Манмут покачал головой и направился к центурион-лидеру Мепу Эхуу. Роквек при помощи громкоговорителя убеждал отступающих отступать еще быстрее. Впрочем, даже его усиленный голос тонул в рокоте Олимпа, топоте подков и обутых в сандалии ног.

– Центурион-лидер? – обратился маленький моравек напрямую по одному из тактических каналов связи.

Двухметровый воин развернулся и замер по стойке «смирно».

– Да, сэр.

С формальной точки зрения, Манмут не имел командирского звания, однако на деле роквеки видели в нем и Орфу как бы преемников легендарного Астига-Че.

– Отправляйтесь к моему летательному аппарату и ждите дальнейших указаний.

– Есть, сэр.

Передав громкоговоритель и свои полномочия одному из коллег, Меп Эхуу трусцой побежал на место.

– Надо заманить Одиссея к шершню, – прокричал моравек товарищу. – Поможешь?

Хокенберри, переводивший испуганный взор с недоступной, содрогающейся вершины Олимпа на мерцающую Дыру и обратно, рассеянно взглянул на европейца, потом кивнул и пошагал вместе с ним к ахейским полководцам.

Бодро миновав Аяксов, Идоменея, Тевкра и Диомеда, друзья подошли к Лаэртиду, который молча, нахмурив брови, смотрел на Ахилла. Хитроумный тактик казался погруженным в раздумья.

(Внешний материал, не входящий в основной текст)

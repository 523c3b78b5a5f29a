//! Connections to a libvirt daemon through the `virt` bindings.

use tracing::{debug, info, warn};
use virt::connect::Connect;
use virt::domain::Domain;
use virt::error::ErrorNumber;
use virt::network::Network;
use virt::storage_vol::StorageVol;
use virt::sys;

use crate::capabilities::{DaemonCapabilities, DeviceFlags, UndefineFlags};
use crate::error::{HypervisorError, Result};
use crate::traits::{Connection, Connector};
use crate::types::{DomainInfo, DomainState, DomainSummary, GuestInterface, NetworkState};
use crate::xml::DomainDescriptor;

/// Opens connections to one libvirt URI.
///
/// Common URIs:
/// - `qemu:///system` - System-wide QEMU/KVM
/// - `qemu:///session` - User session QEMU
/// - `qemu+ssh://user@host/system` - Remote via SSH
#[derive(Debug, Clone)]
pub struct LibvirtConnector {
    uri: String,
}

impl LibvirtConnector {
    pub fn new(uri: impl Into<String>) -> Self {
        Self { uri: uri.into() }
    }
}

impl Connector for LibvirtConnector {
    fn uri(&self) -> &str {
        &self.uri
    }

    fn open(&self) -> Result<Box<dyn Connection>> {
        debug!(uri = %self.uri, "Connecting to libvirt");

        let conn = Connect::open(Some(&self.uri))
            .map_err(|e| HypervisorError::ConnectionFailed(e.to_string()))?;

        Ok(Box::new(LibvirtConnection {
            uri: self.uri.clone(),
            conn,
        }))
    }
}

/// One open libvirt connection, closed on drop.
pub struct LibvirtConnection {
    uri: String,
    conn: Connect,
}

impl Drop for LibvirtConnection {
    fn drop(&mut self) {
        if let Err(e) = self.conn.close() {
            warn!(uri = %self.uri, error = %e, "Failed to close libvirt connection");
        }
    }
}

fn failed(e: virt::error::Error) -> HypervisorError {
    HypervisorError::OperationFailed(e.to_string())
}

/// The daemon's "no such domain/network" codes.
fn is_missing(code: &ErrorNumber) -> bool {
    matches!(code, ErrorNumber::NoDomain | ErrorNumber::NoNetwork)
}

/// A lookup result where only a missing object counts as absent.
fn found<T>(lookup: std::result::Result<T, virt::error::Error>) -> Result<Option<T>> {
    match lookup {
        Ok(object) => Ok(Some(object)),
        Err(e) if is_missing(&e.code()) => Ok(None),
        Err(e) => Err(failed(e)),
    }
}

impl LibvirtConnection {
    fn domain(&self, name: &str) -> Result<Domain> {
        found(Domain::lookup_by_name(&self.conn, name))?
            .ok_or_else(|| HypervisorError::VmNotFound(name.to_string()))
    }

    fn network(&self, name: &str) -> Result<Network> {
        found(Network::lookup_by_name(&self.conn, name))?
            .ok_or_else(|| HypervisorError::NetworkNotFound(name.to_string()))
    }

    fn summarize(domain: &Domain) -> Result<DomainSummary> {
        let (state, _) = domain.get_state().map_err(failed)?;
        Ok(DomainSummary {
            name: domain.get_name().map_err(failed)?,
            uuid: domain.get_uuid_string().map_err(failed)?,
            state: DomainState::from_raw(state),
            active: domain.is_active().map_err(failed)?,
        })
    }

    /// Storage volumes are managed when at least one pool answers.
    fn storage_driver_present(&self) -> bool {
        self.conn.list_storage_pools().is_ok() || self.conn.list_defined_storage_pools().is_ok()
    }

    fn delete_volumes(&self, paths: &[String]) {
        for path in paths {
            match StorageVol::lookup_by_path(&self.conn, path) {
                Ok(vol) => match vol.delete(0) {
                    Ok(()) => debug!(path = %path, "Storage volume deleted"),
                    Err(e) => debug!(path = %path, error = %e, "Storage volume not deleted"),
                },
                Err(_) => debug!(path = %path, "Not a managed storage volume"),
            }
        }
    }
}

impl Connection for LibvirtConnection {
    fn capabilities(&self) -> Result<DaemonCapabilities> {
        let version = self
            .conn
            .get_lib_version()
            .map_err(|e| HypervisorError::Internal(e.to_string()))?;
        let caps = DaemonCapabilities::negotiate(version, self.storage_driver_present());
        debug!(version = %caps.version_string(), remove_storage = caps.remove_storage, "Negotiated capabilities");
        Ok(caps)
    }

    fn list_active_domain_ids(&self) -> Result<Vec<u32>> {
        self.conn.list_domains().map_err(failed)
    }

    fn list_defined_domain_names(&self) -> Result<Vec<String>> {
        self.conn.list_defined_domains().map_err(failed)
    }

    fn domain_summary_by_id(&self, id: u32) -> Result<Option<DomainSummary>> {
        match found(Domain::lookup_by_id(&self.conn, id))? {
            Some(domain) => Self::summarize(&domain).map(Some),
            None => Ok(None),
        }
    }

    fn domain_summary(&self, name: &str) -> Result<Option<DomainSummary>> {
        match found(Domain::lookup_by_name(&self.conn, name))? {
            Some(domain) => Self::summarize(&domain).map(Some),
            None => Ok(None),
        }
    }

    fn domain_info(&self, name: &str) -> Result<DomainInfo> {
        let info = self.domain(name)?.get_info().map_err(failed)?;
        Ok(DomainInfo {
            state: info.state,
            max_memory_kib: info.max_mem,
            memory_kib: info.memory,
            vcpus: info.nr_virt_cpu,
            cpu_time_ns: info.cpu_time,
        })
    }

    fn domain_xml(&self, name: &str) -> Result<String> {
        self.domain(name)?.get_xml_desc(0).map_err(failed)
    }

    fn start_domain(&self, name: &str) -> Result<()> {
        self.domain(name)?.create().map_err(failed)?;
        Ok(())
    }

    fn shutdown_domain(&self, name: &str) -> Result<()> {
        self.domain(name)?.shutdown().map_err(failed)?;
        Ok(())
    }

    fn destroy_domain(&self, name: &str) -> Result<()> {
        self.domain(name)?.destroy().map_err(failed)?;
        Ok(())
    }

    fn undefine_domain(&self, name: &str, flags: UndefineFlags) -> Result<()> {
        let domain = self.domain(name)?;

        // Volume paths have to be read before the definition is gone.
        let volumes = if flags.remove_storage {
            let xml = domain.get_xml_desc(0).map_err(failed)?;
            DomainDescriptor::parse(&xml)?.disk_paths
        } else {
            Vec::new()
        };

        let mut raw = 0;
        if flags.managed_save {
            raw |= sys::VIR_DOMAIN_UNDEFINE_MANAGED_SAVE;
        }
        if flags.snapshots_metadata {
            raw |= sys::VIR_DOMAIN_UNDEFINE_SNAPSHOTS_METADATA;
        }
        if flags.nvram {
            raw |= sys::VIR_DOMAIN_UNDEFINE_NVRAM;
        }

        if raw == 0 {
            domain.undefine().map_err(failed)?;
        } else {
            domain.undefine_flags(raw).map_err(failed)?;
        }

        if !volumes.is_empty() {
            self.delete_volumes(&volumes);
        }

        info!(vm = %name, "Domain undefined");
        Ok(())
    }

    fn attach_device(&self, name: &str, device_xml: &str, flags: DeviceFlags) -> Result<()> {
        self.domain(name)?
            .attach_device_flags(device_xml, device_flags(flags))
            .map_err(failed)?;
        Ok(())
    }

    fn detach_device(&self, name: &str, device_xml: &str, flags: DeviceFlags) -> Result<()> {
        self.domain(name)?
            .detach_device_flags(device_xml, device_flags(flags))
            .map_err(failed)?;
        Ok(())
    }

    fn guest_agent_interfaces(&self, name: &str) -> Result<Vec<GuestInterface>> {
        let interfaces = self
            .domain(name)?
            .interface_addresses(sys::VIR_DOMAIN_INTERFACE_ADDRESSES_SRC_AGENT, 0)
            .map_err(failed)?;

        Ok(interfaces
            .into_iter()
            .map(|iface| GuestInterface {
                name: iface.name,
                hwaddr: Some(iface.hwaddr).filter(|h| !h.is_empty()),
                addresses: iface
                    .addrs
                    .into_iter()
                    .map(|a| format!("{}/{}", a.addr, a.prefix))
                    .collect(),
            })
            .collect())
    }

    fn list_active_network_names(&self) -> Result<Vec<String>> {
        self.conn.list_networks().map_err(failed)
    }

    fn list_defined_network_names(&self) -> Result<Vec<String>> {
        self.conn.list_defined_networks().map_err(failed)
    }

    fn network_state(&self, name: &str) -> Result<Option<NetworkState>> {
        let Some(network) = found(Network::lookup_by_name(&self.conn, name))? else {
            return Ok(None);
        };
        Ok(Some(NetworkState {
            active: network.is_active().map_err(failed)?,
            autostart: network.get_autostart().map_err(failed)?,
        }))
    }

    fn network_xml(&self, name: &str) -> Result<String> {
        self.network(name)?.get_xml_desc(0).map_err(failed)
    }

    fn define_network(&self, xml: &str) -> Result<()> {
        Network::define_xml(&self.conn, xml).map_err(failed)?;
        Ok(())
    }

    fn start_network(&self, name: &str) -> Result<()> {
        self.network(name)?.create().map_err(failed)?;
        Ok(())
    }

    fn stop_network(&self, name: &str) -> Result<()> {
        self.network(name)?.destroy().map_err(failed)?;
        Ok(())
    }

    fn undefine_network(&self, name: &str) -> Result<()> {
        self.network(name)?.undefine().map_err(failed)?;
        Ok(())
    }

    fn set_network_autostart(&self, name: &str, autostart: bool) -> Result<()> {
        self.network(name)?.set_autostart(autostart).map_err(failed)?;
        Ok(())
    }

    fn network_dhcp_leases(&self, name: &str) -> Result<String> {
        // The lease table is read the way an operator would, through virsh.
        let output = std::process::Command::new("virsh")
            .args(["-c", self.uri.as_str(), "net-dhcp-leases", name])
            .output()
            .map_err(|e| HypervisorError::ExternalTool {
                tool: "virsh".to_string(),
                message: e.to_string(),
            })?;

        if !output.status.success() {
            let stderr = String::from_utf8_lossy(&output.stderr).trim().to_string();
            if stderr.contains("Network not found") {
                return Err(HypervisorError::NetworkNotFound(name.to_string()));
            }
            return Err(HypervisorError::ExternalTool {
                tool: "virsh".to_string(),
                message: stderr,
            });
        }

        Ok(String::from_utf8_lossy(&output.stdout).into_owned())
    }
}

fn device_flags(flags: DeviceFlags) -> u32 {
    let mut raw = 0;
    if flags.live {
        raw |= sys::VIR_DOMAIN_AFFECT_LIVE;
    }
    if flags.config {
        raw |= sys::VIR_DOMAIN_AFFECT_CONFIG;
    }
    raw
}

– Просто отзови его к шершню, – тихо повторил Манмут.

– Сын Лаэрта, – позвал схолиаст.

Мужчина вскинул голову, повернулся.

– В чем дело, сын Дуэйна?

– Сэр, мы получили весточку от твоей жены.

– Как? – Одиссей помрачнел и потянулся к рукояти меча. – О чем ты толкуешь?

– Я толкую о твоей супруге Пенелопе, матери Телемаха. Она поручила нам передать тебе сообщение, доставленное при помощи магии моравеков.

– Плевать я хотел на магию моравеков! – рявкнул герой, взирая на маленького европейца сверху вниз. – Убирайся, Хокенберри, и забери с собой это мелкое железное отродье, пока я не раскроил вас обоих от мошонки до подбородка. Почему-то… Не знаю почему, но я нутром чую… Это вы навлекли на нас последние бедствия. Ты и проклятые моравеки.

– Пенелопа просила вспомнить вашу супружескую кровать, сэр, – принялся импровизировать сын Дуэйна, уповая на то, что правильно помнит перевод Фицджеральда.

Обычно Хокенберри предпочитал работать по «Илиаде», оставляя профессору Смиту преподавать студентам «Одиссею».

– Кровать? – насупился многоумный, выступая из толпы военачальников. – Что ты несешь?

– Она сказала, будто бы описание вашего ложа поможет тебе поверить, что весточка действительно от нее.

Ахеец вытащил клинок и опустил отточенное лезвие на плечо схолиасту.

– Если это шутка, то не смешная. Давай рассказывай. За каждую ошибку буду отрубать по одному члену.

Хокенберри с трудом подавил желание убежать или обмочиться на месте.

– По ее собственным словам, рама обложена золотом, серебром и слоновой костью, обтянута бычьими ремнями, окрашенными в яркий пурпур, на которых лежат мягкие руна и пышные покрывала.

– Пфе! – скривился Лаэртид. – У каждого знатного человека такая постель. Проваливай, пока цел.

Между тем Диомед и Большой Аякс осмелились приблизиться к Ахиллесу, по-прежнему не встающему с колен рядом с павшей царицей амазонок, дабы поторопить его с уходом. Вулкан ревел так сильно, что людям приходилось орать друг другу в уши.

– Одиссей! – воскликнул Хокенберри. – Это важно! Пойдем со мной, и ты услышишь весть от прекрасной Пенелопы.

Коренастый бородач оглянулся, не опуская меча, и зловеще сверкнул очами.

– Скажи, куда я переставил кровать, когда привел жену в супружескую спальню, и я, так и быть, оставлю тебе обе руки.

– Ее нельзя переставить. – Ученый возвысил голос, превозмогая сумасшедшее биение сердца. – Пенелопа сказала, у ложа есть особый признак. Дескать, когда ты строил дворец, то не стал корчевать огромную, прямую, словно колонна, оливу, которая пышно росла в ограде, а окружил дерево каменной стеною и принялся возводить вашу спальню. Потом ты срубил вершину, вытесал брус на оставшемся пне, остругал его медью точно, по шнуру проверяя все, и сделал подножье кровати. Вот что велела передать твоя жена, дабы ты поверил нашим словам.